El ministro de Defensa, Edmundo Novillo, denunció que miembros de la oposición y algunos implicados en el caso de la asonada militar de 2024 tienen una “estrategia” para perjudicar la investigación.
“Hay una estrategia opositora, por una parte, y de otros quienes han participado en los hechos del 26 de junio. La finalidad es deslindar las responsabilidades de la toma de la plaza Murillo”, afirmó el titular de Defensa, en contacto con la prensa.
Edmundo Novillo
La autoridad sostuvo que esta “maniobra” busca «deslindar responsabilidades» respecto a la toma de la plaza Murillo el 26 de junio de 2024, cuando el excomandante general del Ejército Juan José Zúñiga ocupó de la plaza Murillo de La Paz con efectivos fuertemente armados, tanques y vehículos blindados.
El fin era tomar el Palacio Quemado y, posteriormente, el poder. Sin embargo, el presidente Luis Arce detuvo a Zúñiga cuando éste pretendía ingresar a ese edificio y le ordenó retirar al personal militar. El exgeneral se insubordinó y el presidente Luis Arce cambió, de inmediato, al Alto Mando Militar cuya primera orden fue el repliegue de los movilizados a sus unidades.

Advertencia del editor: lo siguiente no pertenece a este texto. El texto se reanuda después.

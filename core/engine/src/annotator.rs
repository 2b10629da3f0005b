use memory_graph_schemas::{relations, tags, EntityCandidate, RelationshipCandidate};
use regex::Regex;
use std::collections::HashSet;
use tracing::debug;

/// Context window radius around an entity mention, in chars.
const ENTITY_CONTEXT_RADIUS: usize = 30;
/// Context window radius around a relationship mention, in chars.
const RELATION_CONTEXT_RADIUS: usize = 20;

/// Text-analysis collaborator: turns raw text into entity and relationship
/// candidates and scores text similarity.
///
/// Implementations may range from pattern tables to model-backed
/// extraction; the engine depends only on this contract. Candidate order
/// defines tie-break priority for duplicate extraction.
pub trait Annotator: Send + Sync {
    fn extract_entities(&self, text: &str) -> Vec<EntityCandidate>;

    fn extract_relationships(
        &self,
        text: &str,
        known_entities: &[String],
    ) -> Vec<RelationshipCandidate>;

    /// Similarity of two texts in `[0, 1]`.
    fn similarity(&self, a: &str, b: &str) -> f64;
}

/// Regex-table annotator.
///
/// Entity patterns either capture the name in group 1 (when the match
/// needs disambiguating context, e.g. a capitalized word followed by a
/// verb) or take the whole match. Relationship patterns capture source
/// and target in groups 1 and 2.
pub struct PatternAnnotator {
    entity_patterns: Vec<(&'static str, Vec<Regex>)>,
    relation_patterns: Vec<(&'static str, Vec<Regex>)>,
}

impl Default for PatternAnnotator {
    fn default() -> Self {
        Self::new()
    }
}

impl PatternAnnotator {
    pub fn new() -> Self {
        Self {
            entity_patterns: vec![
                (
                    tags::PERSON,
                    vec![
                        Regex::new(r"\b([A-Z][a-z]+)\s+(?:works|created|developed|specializes)\b")
                            .unwrap(),
                        Regex::new(r"\b[A-Z][a-z]+\s+[A-Z][a-z]+\b").unwrap(),
                    ],
                ),
                (
                    tags::ORGANIZATION,
                    vec![
                        Regex::new(r"\b(?:Google|Microsoft|Apple|Amazon)\b").unwrap(),
                        Regex::new(r"\b[A-Z][a-z]+\s+(?:Inc|Corp|LLC|Ltd|Company|Organization)\b")
                            .unwrap(),
                    ],
                ),
                (
                    tags::LOCATION,
                    vec![
                        Regex::new(r"\b(?:Mountain View|California|New York)\b").unwrap(),
                        Regex::new(r"\b[A-Z][a-z]+\s+(?:City|State|Country|Street|Avenue|Road)\b")
                            .unwrap(),
                    ],
                ),
                (
                    tags::TECH,
                    vec![
                        Regex::new(
                            r"(?i)\b(?:Python|JavaScript|TensorFlow|API|Database|Server|Cloud|algorithm|machine learning|neural network)\b",
                        )
                        .unwrap(),
                        Regex::new(r"\b(?:AI|ML)\b").unwrap(),
                    ],
                ),
                (
                    tags::CONCEPT,
                    vec![Regex::new(r"(?i)\b(?:research|development|training|framework)\b")
                        .unwrap()],
                ),
            ],
            relation_patterns: vec![
                (
                    relations::WORKS_AT,
                    vec![
                        Regex::new(r"(?i)\b(\w+)\s+works\s+at\s+(\w+)").unwrap(),
                        Regex::new(r"(?i)\b(\w+)\s+is\s+employed\s+(?:by\s+)?(\w+)").unwrap(),
                    ],
                ),
                (
                    relations::LOCATED_IN,
                    vec![
                        Regex::new(
                            r"\b([A-Za-z]+)\s+(?:is\s+)?(?:located\s+)?in\s+([A-Z][a-z]+(?:\s+[A-Z][a-z]+)*)",
                        )
                        .unwrap(),
                        Regex::new(
                            r"\b([A-Z][a-z]+(?:\s+[A-Z][a-z]+)*)\s+division\s+is\s+located\s+in\s+([A-Z][a-z]+(?:\s+[A-Z][a-z]+)*)",
                        )
                        .unwrap(),
                    ],
                ),
                (
                    relations::CREATED,
                    vec![
                        Regex::new(r"(?i)\b(\w+)\s+(?:created|developed|built)\s+(?:an?\s+)?(\w+(?:\s+\w+){0,2})")
                            .unwrap(),
                        Regex::new(r"(?i)\b(\w+(?:\s+\w+){0,2})\s+was\s+created\s+by\s+(\w+)").unwrap(),
                    ],
                ),
                (
                    relations::USES,
                    vec![
                        Regex::new(r"(?i)\b(\w+)\s+uses\s+(\w+(?:\s+\w+){0,2})").unwrap(),
                        Regex::new(r"(?i)\b(\w+)\s+is\s+(?:built\s+)?(?:with|using)\s+(\w+(?:\s+\w+){0,2})")
                            .unwrap(),
                    ],
                ),
                (
                    relations::SPECIALIZES_IN,
                    vec![
                        Regex::new(r"(?i)\b(\w+)\s+specializes\s+in\s+(\w+(?:\s+\w+){0,2})").unwrap(),
                        Regex::new(r"(?i)\b(\w+)\s+(?:focuses\s+on|works\s+in)\s+(\w+(?:\s+\w+){0,2})")
                            .unwrap(),
                    ],
                ),
                (
                    relations::RELATES_TO,
                    vec![Regex::new(
                        r"(?i)\b(\w+(?:\s+\w+){0,2})\s+(?:relates\s+to|connected\s+to|associated\s+with)\s+(\w+(?:\s+\w+){0,2})",
                    )
                    .unwrap()],
                ),
            ],
        }
    }
}

impl Annotator for PatternAnnotator {
    fn extract_entities(&self, text: &str) -> Vec<EntityCandidate> {
        let mut candidates = Vec::new();

        for (entity_type, patterns) in &self.entity_patterns {
            for pattern in patterns {
                for caps in pattern.captures_iter(text) {
                    let mention = caps.get(1).or_else(|| caps.get(0)).unwrap();
                    let name = mention.as_str().trim();
                    if name.is_empty() {
                        continue;
                    }

                    candidates.push(EntityCandidate {
                        name: name.to_string(),
                        entity_type: (*entity_type).to_string(),
                        context: context_window(
                            text,
                            mention.start(),
                            mention.end(),
                            ENTITY_CONTEXT_RADIUS,
                        ),
                    });
                }
            }
        }

        debug!("Extracted {} entity candidates", candidates.len());
        candidates
    }

    fn extract_relationships(
        &self,
        text: &str,
        known_entities: &[String],
    ) -> Vec<RelationshipCandidate> {
        let mut candidates = Vec::new();

        for (relation_type, patterns) in &self.relation_patterns {
            for pattern in patterns {
                for caps in pattern.captures_iter(text) {
                    let (Some(source), Some(target)) = (caps.get(1), caps.get(2)) else {
                        continue;
                    };
                    let source = source.as_str().trim();
                    let target = target.as_str().trim();
                    if source.is_empty() || target.is_empty() {
                        continue;
                    }

                    let full = caps.get(0).unwrap();
                    candidates.push(RelationshipCandidate {
                        source: source.to_string(),
                        target: target.to_string(),
                        relation_type: (*relation_type).to_string(),
                        context: context_window(
                            text,
                            full.start(),
                            full.end(),
                            RELATION_CONTEXT_RADIUS,
                        ),
                    });
                }
            }
        }

        debug!(
            "Extracted {} relationship candidates ({} known entities)",
            candidates.len(),
            known_entities.len()
        );
        candidates
    }

    fn similarity(&self, a: &str, b: &str) -> f64 {
        let a = a.to_lowercase();
        let b = b.to_lowercase();
        let words_a: HashSet<&str> = a.split_whitespace().collect();
        let words_b: HashSet<&str> = b.split_whitespace().collect();

        if words_a.is_empty() || words_b.is_empty() {
            return 0.0;
        }

        let intersection = words_a.intersection(&words_b).count();
        let union = words_a.union(&words_b).count();
        intersection as f64 / union as f64
    }
}

/// Slice a window of `radius` chars around `[start, end)`, clamped to
/// char boundaries.
fn context_window(text: &str, start: usize, end: usize, radius: usize) -> String {
    let mut lo = start.saturating_sub(radius);
    while lo > 0 && !text.is_char_boundary(lo) {
        lo -= 1;
    }
    let mut hi = (end + radius).min(text.len());
    while hi < text.len() && !text.is_char_boundary(hi) {
        hi += 1;
    }
    text[lo..hi].trim().to_string()
}

#[cfg(test)]
mod tests {
    use super::*;

    #[test]
    fn test_extracts_person_and_organization() {
        let annotator = PatternAnnotator::new();
        let candidates = annotator.extract_entities("John works at Google.");

        let john = candidates
            .iter()
            .find(|c| c.name == "John")
            .expect("John extracted");
        assert_eq!(john.entity_type, tags::PERSON);
        assert!(john.context.contains("John works at Google"));

        let google = candidates
            .iter()
            .find(|c| c.name == "Google")
            .expect("Google extracted");
        assert_eq!(google.entity_type, tags::ORGANIZATION);
    }

    #[test]
    fn test_extracts_works_at_relationship() {
        let annotator = PatternAnnotator::new();
        let candidates =
            annotator.extract_relationships("John works at Google.", &["John".to_string()]);

        let works_at = candidates
            .iter()
            .find(|c| c.relation_type == relations::WORKS_AT)
            .expect("WORKS_AT extracted");
        assert_eq!(works_at.source, "John");
        assert_eq!(works_at.target, "Google");
    }

    #[test]
    fn test_extracts_location_relationship() {
        let annotator = PatternAnnotator::new();
        let candidates = annotator.extract_relationships(
            "Google's AI research division is located in Mountain View, California.",
            &[],
        );

        assert!(candidates
            .iter()
            .any(|c| c.relation_type == relations::LOCATED_IN && c.target == "Mountain View"));
    }

    #[test]
    fn test_similarity_bounds() {
        let annotator = PatternAnnotator::new();

        assert_eq!(annotator.similarity("same words here", "same words here"), 1.0);
        assert_eq!(annotator.similarity("alpha beta", "gamma delta"), 0.0);
        assert_eq!(annotator.similarity("", "anything"), 0.0);
        assert_eq!(annotator.similarity("anything", ""), 0.0);

        // Case does not matter.
        assert_eq!(annotator.similarity("Rust Engine", "rust engine"), 1.0);

        let partial = annotator.similarity("john at google", "john at home");
        assert!(partial > 0.0 && partial < 1.0);
    }

    #[test]
    fn test_context_window_clamps_to_char_boundaries() {
        // Multibyte chars right at the radius edge must not split.
        let text = "ééééééééééééééééééééééééé John works ééééééééééééééééééééééééé";
        let annotator = PatternAnnotator::new();
        let candidates = annotator.extract_entities(text);
        assert!(candidates.iter().any(|c| c.name == "John"));
    }
}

Ese mismo día, el Gobierno calificó esa acción como un golpe de Estado “fallido”.
Asonada militar
Este lunes, Novillo calificó eso como una «tarea antipatriótica» y contraria tanto a la Constitución Política del Estado (CPE) como a la Ley Orgánica de las Fuerzas Armadas.
Señaló que esta “estrategia” tiene el objetivo de “dilatar el proceso” e impedir que se llegue a la verdad, en alusión a las recientes declaraciones del exgeneral Juan José Zúñiga, quien presentó versiones “contradictorias” a las que inicialmente ofreció ante la Fiscalía en compañía de su abogado.
Investigación
“Esas otras versiones, en realidad, ya van más allá de los mismos hechos del 26 de junio (…). No se puede hacer declaraciones alegres con la finalidad de confundir a la ciudadanía, de distorsionar la realidad de los hechos”, recalcó.
Frente a este panorama, subrayó que tales acciones no deben quedar impunes y reiteró que las investigaciones deben sustentarse en pruebas sólidas. No en “discursos sin fundamento”.